> [BRIEF]
Copy out each line of the data that holds the word "without".

┌──

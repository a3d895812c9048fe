//! Script engine: one run thread at a time
//!
//! The engine owns the registry and the injected collaborators. `start`
//! validates the script against the configured backend, then hands it to a
//! dedicated run thread. A second `start` while a run is active is refused
//! without touching the active run.

use std::sync::{Arc, Mutex, MutexGuard, PoisonError};
use std::thread::JoinHandle;
use std::time::{Duration, Instant};

use chrono::{DateTime, Utc};
use pad_core::{RunId, Script};
use pad_output::OutputBackend;
use pad_timing::CancelToken;
use tokio::sync::broadcast;
use tracing::{error, info, instrument, warn};

use crate::context::ExecutionContext;
use crate::error::{LoadError, ScriptError, ScriptResult};
use crate::events::{RunEvent, RunEvents, RunStatus};
use crate::external::{ExternalRunner, ProcessRunner};
use crate::frame::{FrameSource, NoFrames};
use crate::interpreter::{self, RunOutcome};
use crate::preprocess::{self, JumpTable};
use crate::registry::CommandRegistry;
use crate::resolve::Vars;

const RUN_THREAD_NAME: &str = "script-run";

/// Summary of a finished run
#[derive(Debug)]
pub struct RunReport {
    pub run_id: RunId,
    /// Display name of the script
    pub script: String,
    pub started_at: DateTime<Utc>,
    pub elapsed: Duration,
    /// Commands executed
    pub steps: usize,
    pub result: Result<RunOutcome, ScriptError>,
    /// IP of the failing command, when the run failed
    pub failed_ip: Option<usize>,
    /// Variables at the end of the run
    pub vars: Vars,
}

impl RunReport {
    pub fn is_success(&self) -> bool {
        self.result.is_ok()
    }

    pub fn status(&self) -> RunStatus {
        match &self.result {
            Ok(RunOutcome::Completed) => RunStatus::Completed,
            Ok(RunOutcome::Stopped) => RunStatus::Stopped,
            Err(_) => RunStatus::Failed,
        }
    }
}

/// The run currently holding the engine
#[derive(Debug, Clone)]
struct ActiveRun {
    run_id: RunId,
    cancel: CancelToken,
}

type ActiveSlot = Arc<Mutex<Option<ActiveRun>>>;

fn lock(slot: &ActiveSlot) -> MutexGuard<'_, Option<ActiveRun>> {
    slot.lock().unwrap_or_else(PoisonError::into_inner)
}

/// Frees the active slot when the run thread exits, panics included
struct ActiveGuard {
    slot: ActiveSlot,
    run_id: RunId,
}

impl Drop for ActiveGuard {
    fn drop(&mut self) {
        let mut active = lock(&self.slot);
        if active.as_ref().is_some_and(|run| run.run_id == self.run_id) {
            *active = None;
        }
    }
}

/// Handle to a started run
#[derive(Debug)]
pub struct RunHandle {
    run_id: RunId,
    cancel: CancelToken,
    thread: JoinHandle<RunReport>,
}

impl RunHandle {
    pub fn run_id(&self) -> &RunId {
        &self.run_id
    }

    /// Request a cooperative stop of this run
    pub fn stop(&self) {
        self.cancel.cancel();
    }

    pub fn is_finished(&self) -> bool {
        self.thread.is_finished()
    }

    /// Block until the run ends
    pub fn wait(self) -> ScriptResult<RunReport> {
        self.thread
            .join()
            .map_err(|_| ScriptError::Internal(format!("run {} panicked", self.run_id)))
    }
}

/// Runs scripts against one output backend
pub struct ScriptEngine {
    registry: Arc<CommandRegistry>,
    backend: Option<Arc<dyn OutputBackend>>,
    frames: Arc<dyn FrameSource>,
    external: Arc<dyn ExternalRunner>,
    events: RunEvents,
    active: ActiveSlot,
}

impl ScriptEngine {
    /// Engine with the built-in commands, no frames and the default process runner
    pub fn new(backend: Option<Arc<dyn OutputBackend>>) -> Self {
        Self {
            registry: Arc::new(CommandRegistry::with_builtins()),
            backend,
            frames: Arc::new(NoFrames),
            external: Arc::new(ProcessRunner::default()),
            events: RunEvents::new(),
            active: ActiveSlot::default(),
        }
    }

    pub fn with_registry(mut self, registry: CommandRegistry) -> Self {
        self.registry = Arc::new(registry);
        self
    }

    pub fn with_frames(mut self, frames: Arc<dyn FrameSource>) -> Self {
        self.frames = frames;
        self
    }

    pub fn with_external(mut self, external: Arc<dyn ExternalRunner>) -> Self {
        self.external = external;
        self
    }

    pub fn registry(&self) -> &CommandRegistry {
        &self.registry
    }

    pub fn backend(&self) -> Option<&Arc<dyn OutputBackend>> {
        self.backend.as_ref()
    }

    /// Receive lifecycle events of every subsequent run
    pub fn subscribe(&self) -> broadcast::Receiver<RunEvent> {
        self.events.subscribe()
    }

    /// Validate a script for this engine's backend without running it
    pub fn check(&self, script: &Script) -> Result<JumpTable, LoadError> {
        preprocess::validate(script, &self.registry, self.backend.as_deref())
    }

    pub fn is_running(&self) -> bool {
        lock(&self.active).is_some()
    }

    pub fn active_run(&self) -> Option<RunId> {
        lock(&self.active).as_ref().map(|run| run.run_id.clone())
    }

    /// Request a stop of the active run; false when nothing is running
    pub fn stop(&self) -> bool {
        match lock(&self.active).as_ref() {
            Some(run) => {
                info!(run_id = %run.run_id, "stop requested");
                run.cancel.cancel();
                true
            }
            None => false,
        }
    }

    /// Validate `script` and start it on the run thread
    #[instrument(skip_all, fields(script = %script.display_name()))]
    pub fn start(&self, script: Script) -> ScriptResult<RunHandle> {
        let mut active = lock(&self.active);
        if let Some(run) = active.as_ref() {
            warn!(active = %run.run_id, "run rejected: another run is active");
            return Err(ScriptError::AlreadyRunning {
                run_id: run.run_id.clone(),
            });
        }

        let jumps = self.check(&script)?;
        match &self.backend {
            Some(backend) if backend.is_connected() => {}
            _ => {
                return Err(ScriptError::BackendUnavailable {
                    command: "run".to_string(),
                })
            }
        }

        let run_id = RunId::new();
        let cancel = CancelToken::new();
        let guard = ActiveGuard {
            slot: Arc::clone(&self.active),
            run_id: run_id.clone(),
        };
        let job = RunJob {
            script,
            jumps,
            registry: Arc::clone(&self.registry),
            backend: self.backend.clone(),
            frames: Arc::clone(&self.frames),
            external: Arc::clone(&self.external),
            events: self.events.clone(),
            run_id: run_id.clone(),
            cancel: cancel.clone(),
        };

        *active = Some(ActiveRun {
            run_id: run_id.clone(),
            cancel: cancel.clone(),
        });
        // The guard frees the slot, even when the closure is dropped unspawned
        drop(active);
        let thread = std::thread::Builder::new()
            .name(RUN_THREAD_NAME.to_string())
            .spawn(move || {
                let _guard = guard;
                job.run()
            })
            .map_err(|e| ScriptError::Internal(format!("failed to spawn run thread: {e}")))?;

        info!(run_id = %run_id, "run started");
        Ok(RunHandle {
            run_id,
            cancel,
            thread,
        })
    }

    /// Start `script` and block until it ends
    pub fn run(&self, script: Script) -> ScriptResult<RunReport> {
        self.start(script)?.wait()
    }
}

/// Everything the run thread owns
struct RunJob {
    script: Script,
    jumps: JumpTable,
    registry: Arc<CommandRegistry>,
    backend: Option<Arc<dyn OutputBackend>>,
    frames: Arc<dyn FrameSource>,
    external: Arc<dyn ExternalRunner>,
    events: RunEvents,
    run_id: RunId,
    cancel: CancelToken,
}

impl RunJob {
    #[instrument(name = "run", skip_all, fields(run_id = %self.run_id))]
    fn run(self) -> RunReport {
        let started_at = Utc::now();
        let start = Instant::now();
        let script_name = self.script.display_name();
        self.events.publish(RunEvent::Started {
            run_id: self.run_id.clone(),
            script: script_name.clone(),
            at: started_at,
        });

        let mut ctx = ExecutionContext::new(self.jumps, self.backend, self.frames, self.external)
            .with_cancel(self.cancel)
            .with_run_id(self.run_id.clone());
        let result = interpreter::execute(&self.script, &self.registry, &mut ctx, Some(&self.events));
        let elapsed = start.elapsed();

        let failed_ip = result.is_err().then_some(ctx.ip);
        match &result {
            Ok(outcome) => info!(?outcome, steps = ctx.steps, ?elapsed, "run finished"),
            Err(e) => error!(ip = ctx.ip, error = %e, steps = ctx.steps, "run failed"),
        }

        let report = RunReport {
            run_id: self.run_id,
            script: script_name,
            started_at,
            elapsed,
            steps: ctx.steps,
            result,
            failed_ip,
            vars: std::mem::take(&mut ctx.vars),
        };
        self.events.publish(RunEvent::Finished {
            run_id: report.run_id.clone(),
            status: report.status(),
            steps: report.steps,
            elapsed_ms: elapsed.as_millis() as u64,
            error: report.result.as_ref().err().map(ToString::to_string),
        });
        report
    }
}

#[cfg(test)]
mod tests {
    use super::*;
    use pad_output::DryRunBackend;
    use serde_json::json;

    fn engine() -> (ScriptEngine, Arc<DryRunBackend>) {
        let dry = Arc::new(DryRunBackend::new());
        let engine = ScriptEngine::new(Some(dry.clone() as Arc<dyn OutputBackend>));
        (engine, dry)
    }

    fn script(value: serde_json::Value) -> Script {
        Script::from_value(value).unwrap()
    }

    #[test]
    fn test_run_reports_vars_and_steps() {
        let (engine, _dry) = engine();
        let report = engine
            .run(script(json!([
                {"cmd": "set", "var": "a", "value": 2},
                {"cmd": "set", "var": "b", "value": "=$a + 3"},
            ])))
            .unwrap();

        assert_eq!(report.result.as_ref().unwrap(), &RunOutcome::Completed);
        assert_eq!(report.steps, 2);
        assert_eq!(report.vars.get("b"), Some(&json!(5)));
        assert!(report.failed_ip.is_none());
        assert!(!engine.is_running());
    }

    #[test]
    fn test_failed_run_names_ip() {
        let (engine, _dry) = engine();
        let report = engine
            .run(script(json!([
                {"cmd": "comment", "text": "start"},
                {"cmd": "goto", "label": "nowhere"},
            ])))
            .unwrap();
        assert!(matches!(report.result, Err(ScriptError::UnknownLabel { .. })));
        assert_eq!(report.failed_ip, Some(1));
        assert_eq!(report.status(), RunStatus::Failed);
    }

    #[test]
    fn test_start_requires_connected_backend() {
        let engine = ScriptEngine::new(None);
        let err = engine.start(script(json!([]))).unwrap_err();
        assert!(matches!(err, ScriptError::BackendUnavailable { .. }));
        assert!(!engine.is_running());
    }

    #[test]
    fn test_load_errors_surface_before_start() {
        let (engine, dry) = engine();
        let err = engine
            .start(script(json!([
                {"cmd": "hold", "buttons": ["A"]},
                {"cmd": "if", "left": 1, "op": "==", "right": 1},
            ])))
            .unwrap_err();
        assert!(matches!(err, ScriptError::Load(LoadError::UnclosedBlock { ip: 1, .. })));
        assert!(dry.history().is_empty());
    }

    #[test]
    fn test_events_follow_the_run() {
        let (engine, _dry) = engine();
        let mut rx = engine.subscribe();
        let report = engine
            .run(script(json!([{"cmd": "comment", "text": "hi"}])))
            .unwrap();

        assert!(matches!(rx.try_recv().unwrap(), RunEvent::Started { .. }));
        assert!(matches!(rx.try_recv().unwrap(), RunEvent::Step { ip: 0, .. }));
        match rx.try_recv().unwrap() {
            RunEvent::Finished { run_id, status, steps, .. } => {
                assert_eq!(run_id, report.run_id);
                assert_eq!(status, RunStatus::Completed);
                assert_eq!(steps, 1);
            }
            other => panic!("unexpected event: {other:?}"),
        }
    }
}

└──

> [RESULT OF THE TASK]
//! without touching the active run.
    /// Validate a script for this engine's backend without running it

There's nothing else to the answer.